Friday, April 24, 2015

What's the Big Deal?

Many, if not most, people don't realize the gravity of Type 1 Diabetes.  In that vain, we've heard things like:

Q:  What's the big deal?  I know someone with diabetes and their fine.

A:  Yes, most individuals with T1D live very full lives filled with joy and potential.  There's not much a kiddo with this disease can't do that any other child can do.  However, if you aren't living and breathing the 'behind the scenes' stuff we go through day in/day out, you probably won't realize they aren't 'fine' all the time.  Our little girls now have to begin to 'feel' when they are low or high -- it's a life saving tactic they need to develop.  Can you imagine, sitting at a desk next to your little girl who's been working happily on her schoolwork.  You look over after spending a little time working with one of your other children to discover she has tears streaming down her face.  She can't tell you why. She's. Just. Crying.  This disease has cost her the ability to control her very emotions. Severe lows and highs can even render her unable to think rationally. You suspect low blood sugar.  Guess what?  You now have to CONFIRM your suspicion with yet another finger stick.  Sure enough.  Low.  You give her a small juice. Then you wait. Will it bring the blood sugar up?  Will you need to give more glucose?  Finally, the blood sugar is on the rise.  All is well, right?  No, that 'yucky feeling' she's been battling while her sugar was low- that caused her to cry - doesn't just magically 'go away' when her blood sugar gets back in 'normal ranges'.  Now - you wait; you watch; until her body recovers; her mind clears; and she's capable of going back to her school work.   How long?  15, 30, 60 minutes?  It varies by child.  It varies by situation.  They are the only ones who can KNOW when they feel 'back to normal' again.  So, yes, they may be 'fine' some of the time, but.... often.... they may not be.  It's undefinable. They SEEM healthy, happy, thriving even, yet.... there's this deep, deep, loss and grief that isn't visible on the outside.

Q: or Comment:  At least you already know what to do since Techno is a T1D and you have been doing this with Selah for a while.

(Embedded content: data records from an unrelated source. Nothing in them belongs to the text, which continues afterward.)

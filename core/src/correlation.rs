//! Correlation id handling.
//!
//! A correlation id ties together every message and log line that stems from
//! one originating request. It travels in message metadata under
//! [`CORRELATION_ID_KEY`] and, while a message is being handled, in a
//! task-local scope so that code far from the message (an HTTP client setting
//! a request header, for instance) can read it with
//! [`current_correlation_id`].

use std::future::Future;
use uuid::Uuid;

/// Metadata key under which the correlation id is stored.
pub const CORRELATION_ID_KEY: &str = "correlation_id";

tokio::task_local! {
    static CORRELATION_ID: String;
}

/// Generate a new correlation id.
#[must_use]
pub fn new_correlation_id() -> String {
    Uuid::new_v4().to_string()
}

/// Run `future` with `correlation_id` as the current correlation id.
pub async fn scope<F>(correlation_id: String, future: F) -> F::Output
where
    F: Future,
{
    CORRELATION_ID.scope(correlation_id, future).await
}

/// The correlation id of the message currently being handled, if any.
#[must_use]
pub fn current_correlation_id() -> Option<String> {
    CORRELATION_ID.try_with(Clone::clone).ok()
}

#[cfg(test)]
mod tests {
    use super::*;

    #[tokio::test]
    async fn scope_exposes_correlation_id() {
        assert_eq!(current_correlation_id(), None);

        let seen = scope("abc".to_string(), async { current_correlation_id() }).await;

        assert_eq!(seen.as_deref(), Some("abc"));
        assert_eq!(current_correlation_id(), None);
    }

    #[test]
    fn generated_ids_are_unique() {
        assert_ne!(new_correlation_id(), new_correlation_id());
    }
}
//! Middleware chain around message handlers.
//!
//! A handler is exposed to the chain as a tower [`Service`] from [`Message`]
//! to the produced messages, failing with [`HandlerError`]. Middleware are
//! tower [`Layer`]s over that service. The router applies them in
//! registration order, the first registered being the outermost.
//!
//! # Standard chain
//!
//! ```text
//! CorrelationLayer ─► DeliveryTagLayer ─► RetryLayer ─► handler
//! ```
//!
//! - [`CorrelationLayer`] reads or creates the correlation id and makes it
//!   visible to logs and to code called by the handler
//! - [`DeliveryTagLayer`] logs each delivery under its own tag
//! - [`RetryLayer`] retries retryable failures in place with backoff
//!
//! # Example
//!
//! ```
//! use courier_runtime::middleware::{handler_service, CorrelationLayer, Middleware};
//! use courier_core::handler::{HandlerResult, MessageHandler};
//! use courier_core::message::Message;
//! use std::sync::Arc;
//!
//! struct Echo;
//!
//! #[async_trait::async_trait]
//! impl MessageHandler for Echo {
//!     async fn handle(&self, message: Message) -> HandlerResult {
//!         Ok(vec![message.derive(message.payload().to_vec())])
//!     }
//! }
//!
//! let service = CorrelationLayer.wrap(handler_service(Arc::new(Echo)));
//! ```

mod correlation;
mod delivery_tag;
mod retry;

pub use correlation::{Correlation, CorrelationLayer};
pub use delivery_tag::{DeliveryTag, DeliveryTagLayer};
pub use retry::{Retry, RetryLayer};

use courier_core::handler::{HandlerError, HandlerResult, MessageHandler};
use courier_core::message::Message;
use futures::FutureExt;
use futures::future::BoxFuture;
use std::any::Any;
use std::panic::AssertUnwindSafe;
use std::sync::Arc;
use tower::util::BoxCloneService;
use tower::{Layer, Service, service_fn};

/// A handler with zero or more middleware applied.
pub type HandlerService = BoxCloneService<Message, Vec<Message>, HandlerError>;

/// Future returned by the middleware services in this module.
pub type HandlerFuture = BoxFuture<'static, HandlerResult>;

/// Type-erased middleware, so layers of different types can be registered on
/// one router.
///
/// Implemented for every tower [`Layer`] whose service fits the handler
/// contract.
pub trait Middleware: Send + Sync + 'static {
    /// Wrap `next` with this middleware.
    fn wrap(&self, next: HandlerService) -> HandlerService;
}

impl<L> Middleware for L
where
    L: Layer<HandlerService> + Send + Sync + 'static,
    L::Service: Service<Message, Response = Vec<Message>, Error = HandlerError>
        + Clone
        + Send
        + 'static,
    <L::Service as Service<Message>>::Future: Send + 'static,
{
    fn wrap(&self, next: HandlerService) -> HandlerService {
        BoxCloneService::new(self.layer(next))
    }
}

/// Expose a [`MessageHandler`] as the innermost service of a chain.
///
/// A panic inside the handler becomes [`HandlerError::Panicked`].
pub fn handler_service(handler: Arc<dyn MessageHandler>) -> HandlerService {
    BoxCloneService::new(service_fn(move |message: Message| {
        let handler = Arc::clone(&handler);
        async move {
            AssertUnwindSafe(handler.handle(message))
                .catch_unwind()
                .await
                .unwrap_or_else(|panic| Err(HandlerError::Panicked(panic_message(&*panic))))
        }
    }))
}

/// Best-effort text of a panic payload.
pub(crate) fn panic_message(payload: &(dyn Any + Send)) -> String {
    payload
        .downcast_ref::<&str>()
        .map(ToString::to_string)
        .or_else(|| payload.downcast_ref::<String>().cloned())
        .unwrap_or_else(|| "unknown panic".to_string())
}

#[cfg(test)]
mod tests {
    use super::*;
    use async_trait::async_trait;
    use tower::ServiceExt;

    struct Exploding;

    #[async_trait]
    impl MessageHandler for Exploding {
        #[allow(clippy::panic)]
        async fn handle(&self, _message: Message) -> HandlerResult {
            panic!("sheet service exploded");
        }
    }

    #[tokio::test]
    async fn handler_panics_become_errors() {
        let result = handler_service(Arc::new(Exploding))
            .oneshot(Message::new(b"x".to_vec()))
            .await;

        assert_eq!(
            result,
            Err(HandlerError::Panicked("sheet service exploded".to_string()))
        );
    }
}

A:  100% true!  We DO know WHAT to do.  Techno has been carb counting and figuring insulin ratios for some time.  Me?  Not so much.  Can and has he taught me?  You bet. But... do you know how overwhelming it is to actually figure out the carbs in everything you put in your mouth?  It's exhausting.

What once took me 5 minutes when it came to preparing breakfast, now takes 20 -- and that doesn't count any cooking or plating of food time.  That's just checking blood sugars, calculating carbs for what they are going to eat, keeping their 'kits' separate, remembering whose numbers were whose, logging the blood sugar numbers/the carb ratios/the foods to be eaten, who needs what amount of insulin, then NOT mixing them up when administering.  The first few days after diagnosis, I cried when preparing meals.

Plus there's the 'art' of managing diabetes.  Once you take a blood sugar level you have to decide, "Is it low enough to wait to give insulin?  Do I give it before they eat, right as they start to eat, or maybe a little after they start to eat?"  Or "Do I give a little more insulin b/c I know she really likes Doritos and will probably want more?"  Then there's the dilemma when you've dosed for a certain amount of carbs and.... imagine it.... the 6 yo decides she doesn't like spaghetti today and barely touches her food.  Or worse, begins throwing up.  WHAT?  Wait?  I just dosed you for a million carbs and you ate 5?  Panic ensues.  That life saving insulin I just gave her to keep her healthy, to allow her body to utilize the glucose in her food is now life THREATENING.  There's not enough glucose going into her little body to be used by all that insulin and the blood sugar is sure. to. plummet.  What a nightmare.  So, yes, we 'know what to do', but it's not that simple.

So many variables.

So much to consider.

Multiplied by 2.

Each day.

Each meal.

What was lost?

That feeling of being 'fine' most of the time.  Of not having control of your emotions, even your thought processes when blood sugars drop or rise outside of 'normal' ranges.

Loss of time spent recovering from lows and  highs as the body readjusts to the blood sugar getting back on track.

Loss of ease when cooking and preparing meals not to mention the added stress of constantly thinking of the foods our girls might eat, actually eat, or don't eat.